Confronting 'Human Slop'
In a complementary insight attributed to Benjamin Haibe-Kains during the Q&A, Reis-Filho noted that AI can also help reduce what was termed "human slop" — the cognitive shortcuts, fragmented synthesis of evidence, inherited assumptions, and inconsistencies that constrain scientific reasoning. "Used well, AI should raise the standard of thought and expose its weaknesses before they harden into decision-making errors," Reis-Filho said.
Educating the Next Generation
Reis-Filho challenged the scientific community to reimagine how future scientists are trained. He posed the question: "What if we taught them to think through AI — how to interrogate models, challenge outputs, design discriminating experiments, and combine deep domain expertise with computational reasoning while understanding the limits of current models and agents?"
He noted that the models and agents available today "will be the worst ones we will ever have," making the case that building AI literacy now is essential preparation for an increasingly AI-enabled scientific future.
Data as the Decisive Advantage
The fifth conclusion centered on data access. "Access to comprehensive and deep translational data will determine the next wave of biological and clinical insights," Reis-Filho said, specifying that this includes positive and negative data, longitudinal and multimodal data, and experimental feedback loops that allow models to learn from reality.
When these elements align, he argued, AI will not only accelerate insight generation but enable entirely novel discoveries — helping scientists "ask better questions, design more discriminating experiments, and deliver more meaningful advances for patients."
Reimagining Clinical Trials Through Patient Intelligence
In a separate discussion with Hannah Amies, Co-founder and CEO of Luvida (搜索), Reis-Filho explored how AI could fundamentally reimagine clinical trials by incorporating behavioral, lifestyle, socioeconomic, and environmental factors into trial design.
"Trial design and operational decisions have traditionally centered on biomedical and clinical data," he noted. "What if behavioral, lifestyle, socioeconomic and environmental factors could be incorporated in a safe and responsible manner to improve recruitment, consent, retention and adherence?"

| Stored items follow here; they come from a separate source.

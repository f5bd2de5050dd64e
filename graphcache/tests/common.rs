//! Shared fixtures: the test schema, scripted transports, and store seeding.

use std::sync::Arc;

use async_trait::async_trait;
use graphcache::store::Entities;
use graphcache::Cache;
use graphcache::CacheAction;
use graphcache::CacheConfig;
use graphcache::CallerPath;
use graphcache::CallerWrite;
use graphcache::MemoryStore;
use graphcache::QueryPayload;
use graphcache::ServerResponse;
use graphcache::StateContainer;
use graphcache::Transport;
use graphcache::TransportError;
use parking_lot::Mutex;
use serde_json_bytes::Value;
use tokio::sync::Notify;

pub const SCHEMA: &str = r#"
type Query {
    user(id: ID!): User
    post(id: ID!): Post
}

type Mutation {
    renamePost(postId: ID!, title: String!): Post
    addPost(userId: ID!, title: String!): Post
}

type Subscription {
    postAdded(userId: ID!): Post
}

type User {
    id: ID!
    name: String
    email: String
    posts(first: Int, after: String, last: Int, before: String): [Post]
}

type Post {
    id: ID!
    title: String
    cursor: String
    author: User
}
"#;

pub fn build_cache(transport: Arc<dyn Transport>) -> (Cache, Arc<MemoryStore>) {
    let schema =
        apollo_compiler::Schema::parse_and_validate(SCHEMA, "schema.graphql").expect("test schema");
    let store = Arc::new(MemoryStore::new());
    let cache =
        Cache::new(CacheConfig::new(store.clone(), transport, schema)).expect("cache config");
    (cache, store)
}

/// Installs entities and caller skeletons through the regular action path.
pub fn seed(store: &MemoryStore, entities: &[(&str, &str, Value)], skeletons: &[(&str, Value)]) {
    let mut seeded = Entities::default();
    for (type_name, id, body) in entities {
        seeded
            .entry(type_name.to_string())
            .or_default()
            .insert(id.to_string(), body.clone());
    }
    let callers = skeletons
        .iter()
        .map(|(caller_id, result)| CallerWrite {
            path: CallerPath::new(*caller_id, None),
            result: Some(result.clone()),
            variables: None,
        })
        .collect();
    store.dispatch(CacheAction::InsertQuery {
        entities: seeded,
        callers,
    });
}

/// Records every payload and answers from a scripted response list, in order.
pub struct RecordingTransport {
    calls: Mutex<Vec<QueryPayload>>,
    responses: Mutex<Vec<ServerResponse>>,
}

impl RecordingTransport {
    pub fn new(responses: Vec<ServerResponse>) -> Arc<Self> {
        Arc::new(Self {
            calls: Mutex::new(Vec::new()),
            responses: Mutex::new(responses),
        })
    }

    pub fn ok(data: Value) -> ServerResponse {
        ServerResponse { data, error: None }
    }

    pub fn calls(&self) -> Vec<QueryPayload> {
        self.calls.lock().clone()
    }

    pub fn call_count(&self) -> usize {
        self.calls.lock().len()
    }
}

#[async_trait]
impl Transport for RecordingTransport {
    async fn handle_query(&self, payload: QueryPayload) -> Result<ServerResponse, TransportError> {
        self.calls.lock().push(payload);
        let mut responses = self.responses.lock();
        if responses.is_empty() {
            return Err(TransportError::new("no scripted response left"));
        }
        Ok(responses.remove(0))
    }
}

/// Like [`RecordingTransport`], but every request parks until released, so tests can
/// overlap callers on one in-flight fetch.
pub struct GatedTransport {
    calls: Mutex<Vec<QueryPayload>>,
    responses: Mutex<Vec<ServerResponse>>,
    gate: Notify,
}

impl GatedTransport {
    pub fn new(responses: Vec<ServerResponse>) -> Arc<Self> {
        Arc::new(Self {
            calls: Mutex::new(Vec::new()),
            responses: Mutex::new(responses),
            gate: Notify::new(),
        })
    }

    pub fn release(&self) {
        self.gate.notify_one();
    }

    pub fn call_count(&self) -> usize {
        self.calls.lock().len()
    }
}

#[async_trait]
impl Transport for GatedTransport {
    async fn handle_query(&self, payload: QueryPayload) -> Result<ServerResponse, TransportError> {
        self.calls.lock().push(payload);
        self.gate.notified().await;
        let mut responses = self.responses.lock();
        if responses.is_empty() {
            return Err(TransportError::new("no scripted response left"));
        }
        Ok(responses.remove(0))
    }
}
//! Flattens a server-shaped response into `{ entities, result }`, guided by the query AST
//! and the schema.
//!
//! For each selection: scalars copy, objects carrying the identity field become entities
//! keyed `(type, id)` with a reference left behind in the result, identity-less objects
//! inline, arrays map recursively. Fields with pagination arguments are stored in arg-keyed
//! buckets (see [`QueryContext::field_storage_key`]) so different pages of one logical list
//! coexist.

use apollo_compiler::executable::Field;
use apollo_compiler::executable::Selection;
use apollo_compiler::executable::SelectionSet;
use serde_json_bytes::ByteString;
use serde_json_bytes::Map;
use serde_json_bytes::Value;

use crate::context::QueryContext;
use crate::error::CacheError;
use crate::store::merge_value;
use crate::store::Entities;
use crate::store::EntityKey;
use crate::store::MergeMode;
use crate::store::NormalizedResponse;

const TYPENAME: &str = "__typename";

/// Normalizes `data` against the context's operation. Missing fields are tolerated: the
/// walk only flattens what the response actually carries.
pub fn normalize(ctx: &QueryContext, data: &Value) -> Result<NormalizedResponse, CacheError> {
    let operation = ctx.operation()?;
    let root = ctx.root_type_name(operation)?.to_string();
    let mut normalizer = Normalizer {
        ctx,
        entities: Entities::default(),
    };
    let result = normalizer.object_value(&root, &operation.selection_set, data)?;
    Ok(NormalizedResponse {
        entities: normalizer.entities,
        result,
    })
}

struct Normalizer<'a> {
    ctx: &'a QueryContext,
    entities: Entities,
}

impl Normalizer<'_> {
    fn object_value(
        &mut self,
        parent_type: &str,
        selection_set: &SelectionSet,
        data: &Value,
    ) -> Result<Value, CacheError> {
        let Some(source) = data.as_object() else {
            return Ok(Value::Null);
        };
        let mut out = Map::new();
        self.apply_selections(parent_type, selection_set, source, &mut out)?;
        Ok(Value::Object(out))
    }

    fn apply_selections(
        &mut self,
        parent_type: &str,
        selection_set: &SelectionSet,
        source: &Map<ByteString, Value>,
        out: &mut Map<ByteString, Value>,
    ) -> Result<(), CacheError> {
        let concrete = concrete_type(source, parent_type);
        for selection in &selection_set.selections {
            match selection {
                Selection::Field(field) => {
                    let response_key = field.response_key().as_str();
                    if field.name == TYPENAME {
                        if let Some(value) = source.get(response_key) {
                            out.insert(ByteString::from(response_key), value.clone());
                        }
                        continue;
                    }
                    let Some(value) = source.get(response_key) else {
                        continue;
                    };
                    let field_type = field.definition.ty.inner_named_type().as_str();
                    let normalized = self.field_value(field_type, field, value)?;
                    out.insert(
                        ByteString::from(self.ctx.field_storage_key(field)),
                        normalized,
                    );
                }
                Selection::InlineFragment(fragment) => {
                    let matches = fragment
                        .type_condition
                        .as_ref()
                        .map_or(true, |condition| {
                            self.ctx.type_condition_matches(condition, concrete)
                        });
                    if matches {
                        self.apply_selections(concrete, &fragment.selection_set, source, out)?;
                    }
                }
                Selection::FragmentSpread(spread) => {
                    let fragment = self.ctx.fragment(&spread.fragment_name)?;
                    if self
                        .ctx
                        .type_condition_matches(fragment.type_condition(), concrete)
                    {
                        self.apply_selections(concrete, &fragment.selection_set, source, out)?;
                    }
                }
            }
        }
        Ok(())
    }

    fn field_value(
        &mut self,
        field_type: &str,
        field: &Field,
        value: &Value,
    ) -> Result<Value, CacheError> {
        match value {
            Value::Null => Ok(Value::Null),
            Value::Array(items) => items
                .iter()
                .map(|item| self.field_value(field_type, field, item))
                .collect::<Result<Vec<_>, _>>()
                .map(Value::Array),
            Value::Object(object) => {
                if field.selection_set.is_empty() {
                    // Custom scalar with an object representation.
                    return Ok(value.clone());
                }
                let concrete = concrete_type(object, field_type).to_string();
                let mut body = Map::new();
                self.apply_selections(&concrete, &field.selection_set, object, &mut body)?;
                match identity_of(&body, &self.ctx.id_field) {
                    Some(id) => {
                        let key = EntityKey::new(concrete, id);
                        self.insert_entity(&key, Value::Object(body));
                        Ok(key.to_ref())
                    }
                    None => Ok(Value::Object(body)),
                }
            }
            _ => Ok(value.clone()),
        }
    }

    fn insert_entity(&mut self, key: &EntityKey, body: Value) {
        let slot = self.entities.entry(key.type_name.clone()).or_default();
        match slot.get_mut(&key.id) {
            Some(existing) => merge_value(existing, &body, MergeMode::Query),
            None => {
                slot.insert(key.id.clone(), body);
            }
        }
    }
}

/// The concrete type of an object: its served `__typename` when present (unions and
/// interfaces), the statically known type otherwise.
fn concrete_type<'a>(object: &'a Map<ByteString, Value>, fallback: &'a str) -> &'a str {
    object
        .get(TYPENAME)
        .and_then(Value::as_str)
        .unwrap_or(fallback)
}

fn identity_of(body: &Map<ByteString, Value>, id_field: &str) -> Option<String> {
    match body.get(id_field)? {
        Value::String(s) => Some(s.as_str().to_string()),
        Value::Number(n) => Some(n.to_string()),
        _ => None,
    }
}
impl CacheAction {
    pub fn kind(&self) -> &'static str {
        match self {
            CacheAction::InsertQuery { .. } => "graphcache/insert-query",
            CacheAction::InsertMutation { .. } => "graphcache/insert-mutation",
            CacheAction::SetError { .. } => "graphcache/set-error",
        }
    }
}

#[derive(Clone, Copy, Debug, PartialEq, Eq)]
pub(crate) enum MergeMode {
    /// Scalar leaves are last-write-wins, arrays replace within their bucket.
    Query,
    /// Incoming arrays are authoritative replacements even for query-populated buckets.
    Mutation,
}

/// Pure state transition. All non-pure cache work lives in the coordinator.
pub fn reduce(state: &CacheState, action: &CacheAction) -> CacheState {
    let mut next = state.clone();
    match action {
        CacheAction::InsertQuery { entities, callers } => {
            merge_entities(&mut next.entities, entities, MergeMode::Query);
            apply_caller_writes(&mut next, callers, MergeMode::Query);
            next.error = None;
        }
        CacheAction::InsertMutation { entities, callers } => {
            merge_entities(&mut next.entities, entities, MergeMode::Mutation);
            apply_caller_writes(&mut next, callers, MergeMode::Mutation);
        }
        CacheAction::SetError { error } => {
            next.error = Some(error.clone());
        }
    }
    next
}

/// Skeletons deep-merge so different argument buckets of one caller coexist; variable
/// bags replace wholesale.
fn apply_caller_writes(state: &mut CacheState, callers: &[CallerWrite], mode: MergeMode) {
    for write in callers {
        let key = write.path.storage_key();
        if let Some(result) = &write.result {
            match state.result.get_mut(&key) {
                Some(existing) => merge_value(existing, result, mode),
                None => {
                    state.result.insert(key.clone(), result.clone());
                }
            }
        }
        if let Some(variables) = &write.variables {
            state.variables.insert(key, variables.clone());
        }
    }
}

pub(crate) fn merge_entities(into: &mut Entities, from: &Entities, mode: MergeMode) {
    for (type_name, bodies) in from {
        let slot = into.entry(type_name.clone()).or_default();
        for (id, body) in bodies {
            match slot.get_mut(id) {
                Some(existing) => merge_value(existing, body, mode),
                None => {
                    slot.insert(id.clone(), body.clone());
                }
            }
        }
    }
}
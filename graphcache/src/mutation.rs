//! The mutation engine: builds one combined mutation document out of the callers a
//! mutation affects, runs their optimistic handlers, ships the mutation, and applies the
//! authoritative response.
//!
//! Each affected caller contributes a "single": its query's selections projected onto the
//! mutation payload type, with its variables renamed into a caller-private namespace.
//! Singles merge into the full mutation by alias-preserving union; where two callers want
//! the same response key with different arguments, the later one is aliased and the alias
//! recorded so its view of the server response can be de-namespaced again.

use std::sync::Arc;

use apollo_compiler::ast;
use apollo_compiler::ast::OperationType;
use apollo_compiler::executable::Field;
use apollo_compiler::executable::Operation;
use apollo_compiler::executable::Selection;
use apollo_compiler::executable::SelectionSet;
use apollo_compiler::name;
use apollo_compiler::schema::Component;
use apollo_compiler::schema::ExtendedType;
use apollo_compiler::ExecutableDocument;
use apollo_compiler::Name;
use apollo_compiler::Node;
use indexmap::IndexMap;
use indexmap::IndexSet;
use serde_json_bytes::ByteString;
use serde_json_bytes::Map;
use serde_json_bytes::Value;

use crate::cache::Cache;
use crate::cache::QueryResponse;
use crate::context::QueryContext;
use crate::coordinator::clear_response;
use crate::coordinator::shorten;
use crate::error::CacheError;
use crate::minimize::collect_variable_names;
use crate::minimize::keep_selection_set;
use crate::normalize::normalize;
use crate::store::entity_keys;
use crate::store::merge_entities;
use crate::store::CacheAction;
use crate::store::CacheState;
use crate::store::CallerPath;
use crate::store::CallerWrite;
use crate::store::Entities;
use crate::store::MergeMode;
use crate::transport::QueryPayload;
use crate::transport::Transport;

/// What a handler decided to do with a mutation payload.
pub enum HandlerOutcome {
    /// Replace the caller's denormalized result with this data; it will be normalized and
    /// folded back into the store.
    Replace(Value),
    /// Throw the caller's local data away and refetch its query from the server.
    Invalidate,
    /// Nothing to change for this caller.
    Noop,
}

/// Read access handed to mutation handlers.
pub struct HandlerView<'a> {
    /// The variable bag the mutation was invoked with.
    pub variables: &'a Value,
    /// The caller's current denormalized data.
    pub current: &'a Value,
    state: &'a CacheState,
}

impl HandlerView<'_> {
    /// All stored entities of a type, id-keyed, for cross-reference lookups inside a
    /// handler.
    pub fn get_type(&self, type_name: &str) -> Value {
        let mut out = Map::new();
        if let Some(bodies) = self.state.entities.get(type_name) {
            for (id, body) in bodies {
                out.insert(ByteString::from(id.as_str()), body.clone());
            }
        }
        Value::Object(out)
    }
}

/// A caller's reaction to one mutation, registered through
/// [`QueryOptions::mutation_handlers`](crate::coordinator::QueryOptions).
///
/// The optimistic and authoritative paths are distinct operations: the optimistic pass
/// runs before the server is consulted and defaults to doing nothing, the authoritative
/// pass receives the de-namespaced server payload.
pub trait MutationHandler: Send + Sync {
    fn optimistic(&self, _view: &HandlerView<'_>) -> HandlerOutcome {
        HandlerOutcome::Noop
    }

    fn authoritative(&self, response: &Value, view: &HandlerView<'_>) -> HandlerOutcome;
}

#[derive(Default)]
pub struct MutationOptions {
    pub variables: Option<Value>,
    /// Restrict the affected callers to these ids.
    pub callers: Option<Vec<String>>,
    /// Overrides the cache's transport for this mutation.
    pub transport: Option<Arc<dyn Transport>>,
}

/// Records the variable renames of one single so a user-supplied bag can be rewritten into
/// the namespaced form the full mutation expects.
#[derive(Clone, Debug, Default)]
pub struct VariableEnhancer {
    /// Original name → namespaced name.
    renames: IndexMap<String, String>,
    /// The caller's stored variable bag, consulted when the user bag lacks a name.
    source: Value,
}

impl VariableEnhancer {
    pub fn apply(&self, user: &Value, out: &mut Map<ByteString, Value>) {
        for (original, namespaced) in &self.renames {
            let value = user
                .as_object()
                .and_then(|bag| bag.get(original.as_str()))
                .or_else(|| {
                    self.source
                        .as_object()
                        .and_then(|bag| bag.get(original.as_str()))
                })
                .cloned()
                .unwrap_or(Value::Null);
            out.insert(ByteString::from(namespaced.as_str()), value);
        }
    }
}

/// One caller's contribution to a mutation, cached for reuse across mergings.
pub(crate) struct MutationSingle {
    prefix: String,
    selections: Vec<Selection>,
    variable_definitions: Vec<Node<ast::VariableDefinition>>,
    enhancer: VariableEnhancer,
}

pub(crate) struct FullMutation {
    pub(crate) query: String,
    /// Caller id → (alias → original response key).
    renames_by_caller: IndexMap<String, IndexMap<String, String>>,
    /// Every conflict alias across all singles.
    aliases: IndexSet<String>,
}

#[derive(Default)]
pub(crate) struct CachedMutation {
    pub(crate) active: IndexMap<String, Option<String>>,
    pub(crate) full: Option<FullMutation>,
    pub(crate) singles: IndexMap<String, MutationSingle>,
    pub(crate) variable_set: IndexSet<String>,
}

impl CachedMutation {
    /// Drops the merged mutation but keeps the singles for the next merging.
    pub(crate) fn clear_merged(&mut self) {
        self.full = None;
        self.active.clear();
        self.variable_set.clear();
    }
}
//! The cache handle: explicit per-host construction, no module-level state.
//!
//! A [`Cache`] is cheaply cloneable; all coordinator-owned maps live behind one mutex that
//! is never held across an await. The persisted slice is owned by the host's
//! [`StateContainer`] and only read through snapshots.

use std::sync::Arc;

use apollo_compiler::ast::OperationType;
use apollo_compiler::validation::Valid;
use apollo_compiler::ExecutableDocument;
use apollo_compiler::Schema;
use indexmap::IndexMap;
use parking_lot::Mutex;
use serde_json_bytes::Value;

use crate::context::PaginationWords;
use crate::context::QueryContext;
use crate::deps::DependencyIndex;
use crate::error::CacheError;
use crate::mutation::CachedMutation;
use crate::mutation::MutationHandler;
use crate::store::CacheState;
use crate::store::CallerPath;
use crate::store::StateContainer;
use crate::subscription::CachedSubscription;
use crate::transport::Transport;

/// Binds the core to its collaborators. One of these per host application.
pub struct CacheConfig {
    /// The external state container providing dispatch and snapshots.
    pub store: Arc<dyn StateContainer>,
    /// Default transport for queries and mutations.
    pub transport: Arc<dyn Transport>,
    /// Overrides `transport` when present (e.g. a websocket that also carries queries).
    pub priority_transport: Option<Arc<dyn Transport>>,
    /// Introspection result used for type lookups and union/interface resolution.
    pub schema: Valid<Schema>,
    /// Renames of the four reserved cursor argument names.
    pub pagination_words: PaginationWords,
    /// Identity field per entity.
    pub id_field: String,
    /// Field holding an element's pagination cursor.
    pub cursor_field: String,
}

impl CacheConfig {
    pub fn new(
        store: Arc<dyn StateContainer>,
        transport: Arc<dyn Transport>,
        schema: Valid<Schema>,
    ) -> Self {
        Self {
            store,
            transport,
            priority_transport: None,
            schema,
            pagination_words: PaginationWords::default(),
            id_field: "id".to_string(),
            cursor_field: "cursor".to_string(),
        }
    }
}

/// A denormalized response as seen by one caller.
///
/// Response objects are replaced wholesale (never mutated in place) whenever their content
/// may have changed, so hosts comparing by `Arc::ptr_eq` observe every change.
#[derive(Clone, Debug, Default)]
pub struct QueryResponse {
    pub data: Value,
    pub is_complete: bool,
    pub first_run: bool,
    pub error: Option<Value>,
}

/// An in-memory cached query: the parsed document plus one response per instance key.
pub(crate) struct CachedQuery {
    pub(crate) query: String,
    pub(crate) document: Arc<Valid<ExecutableDocument>>,
    pub(crate) responses: IndexMap<Option<String>, Arc<QueryResponse>>,
}

/// One in-flight server request, keyed by its minimized query string, with the callers
/// waiting on it in join order.
#[derive(Default)]
pub(crate) struct PendingQuery {
    pub(crate) waiters: Vec<Waiter>,
}

#[derive(Clone, Debug, PartialEq)]
pub(crate) struct Waiter {
    pub(crate) path: CallerPath,
    pub(crate) variables: Value,
}

pub(crate) struct RegisteredHandler {
    pub(crate) handler: Arc<dyn MutationHandler>,
    pub(crate) instance_key: Option<String>,
}

/// Everything the core owns itself, guarded by one mutex.
#[derive(Default)]
pub(crate) struct Runtime {
    pub(crate) queries: IndexMap<String, CachedQuery>,
    pub(crate) mutations: IndexMap<String, CachedMutation>,
    pub(crate) subscriptions: IndexMap<String, CachedSubscription>,
    pub(crate) deps: DependencyIndex,
    pub(crate) pending: IndexMap<String, PendingQuery>,
    /// Mutation name → caller id → handler.
    pub(crate) handlers: IndexMap<String, IndexMap<String, RegisteredHandler>>,
}

pub(crate) struct CacheInner {
    pub(crate) store: Arc<dyn StateContainer>,
    pub(crate) transport: Arc<dyn Transport>,
    pub(crate) priority_transport: Option<Arc<dyn Transport>>,
    pub(crate) schema: Arc<Valid<Schema>>,
    pub(crate) pagination_words: PaginationWords,
    pub(crate) id_field: String,
    pub(crate) cursor_field: String,
    pub(crate) runtime: Mutex<Runtime>,
}

#[derive(Clone)]
pub struct Cache {
    pub(crate) inner: Arc<CacheInner>,
}

impl Cache {
    pub fn new(config: CacheConfig) -> Result<Self, CacheError> {
        if config.schema.root_operation(OperationType::Query).is_none() {
            return Err(CacheError::configuration(
                "schema does not define a query root type",
            ));
        }
        Ok(Self {
            inner: Arc::new(CacheInner {
                store: config.store,
                transport: config.transport,
                priority_transport: config.priority_transport,
                schema: Arc::new(config.schema),
                pagination_words: config.pagination_words,
                id_field: config.id_field,
                cursor_field: config.cursor_field,
                runtime: Mutex::new(Runtime::default()),
            }),
        })
    }

    /// Current snapshot of the persisted slice.
    pub fn state(&self) -> Arc<CacheState> {
        self.inner.store.snapshot()
    }

    /// The cached response of a caller, if any.
    pub fn read(&self, caller_id: &str, instance_key: Option<&str>) -> Option<Arc<QueryResponse>> {
        let runtime = self.inner.runtime.lock();
        runtime
            .queries
            .get(caller_id)?
            .responses
            .get(&instance_key.map(str::to_string))
            .cloned()
    }

    /// Drops a caller entirely: its cached query, dependency edges, and registered
    /// mutation handlers. The persisted skeleton is left in place; it is unreachable
    /// without the caller and harmless.
    pub fn forget(&self, caller_id: &str) {
        let mut runtime = self.inner.runtime.lock();
        let removed = runtime.queries.shift_remove(caller_id);
        if let Some(removed) = removed {
            let instances: Vec<Option<String>> = removed.responses.keys().cloned().collect();
            for instance_key in instances {
                runtime
                    .deps
                    .remove_caller(&CallerPath::new(caller_id, instance_key));
            }
        }
        for callers in runtime.handlers.values_mut() {
            callers.shift_remove(caller_id);
        }
        for mutation in runtime.mutations.values_mut() {
            if mutation.active.contains_key(caller_id) {
                mutation.clear_merged();
            }
        }
    }

    pub(crate) fn context(
        &self,
        document: Arc<Valid<ExecutableDocument>>,
        variables: Value,
    ) -> QueryContext {
        QueryContext {
            document,
            schema: self.inner.schema.clone(),
            operation_name: None,
            variables,
            pagination_words: self.inner.pagination_words.clone(),
            id_field: self.inner.id_field.clone(),
            cursor_field: self.inner.cursor_field.clone(),
        }
    }

    pub(crate) fn parse_document(
        &self,
        source: &str,
    ) -> Result<Arc<Valid<ExecutableDocument>>, CacheError> {
        ExecutableDocument::parse_and_validate(&self.inner.schema, source, "operation.graphql")
            .map(Arc::new)
            .map_err(CacheError::document)
    }

    pub(crate) fn select_transport(&self) -> Arc<dyn Transport> {
        self.inner
            .priority_transport
            .clone()
            .unwrap_or_else(|| self.inner.transport.clone())
    }
}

He suggested that AI can help clinical teams anticipate recruitment, retention, adherence, and protocol risks before a study begins, "when the opportunity to mitigate them is greatest." This proactive approach could address long-standing barriers that have restricted trial participation for decades.
Reis-Filho also highlighted the potential for AI to confront biases in trial access, creating "opportunities for broader and more representative patient populations to participate in, and potentially benefit from, clinical research." Realizing this promise, he cautioned, will require fit-for-purpose data, transparent governance, appropriate privacy protections, and rigorous benchmarks that explicitly test performance across the populations AI seeks to serve.
He stressed the importance of multidisciplinary collaboration, involving "AI scientists with a deep understanding of the social and socioeconomic determinants of trial participation and success, working closely with clinicians, trialists, epidemiologists, behavioral and social scientists and, most importantly, patient communities."
The overarching vision, Reis-Filho concluded, is an "AI-enabled clinical development ecosystem with patients at its very center" — one that advances AstraZeneca's stated ambition in oncology: "to eliminate cancer (搜索) as a cause of death."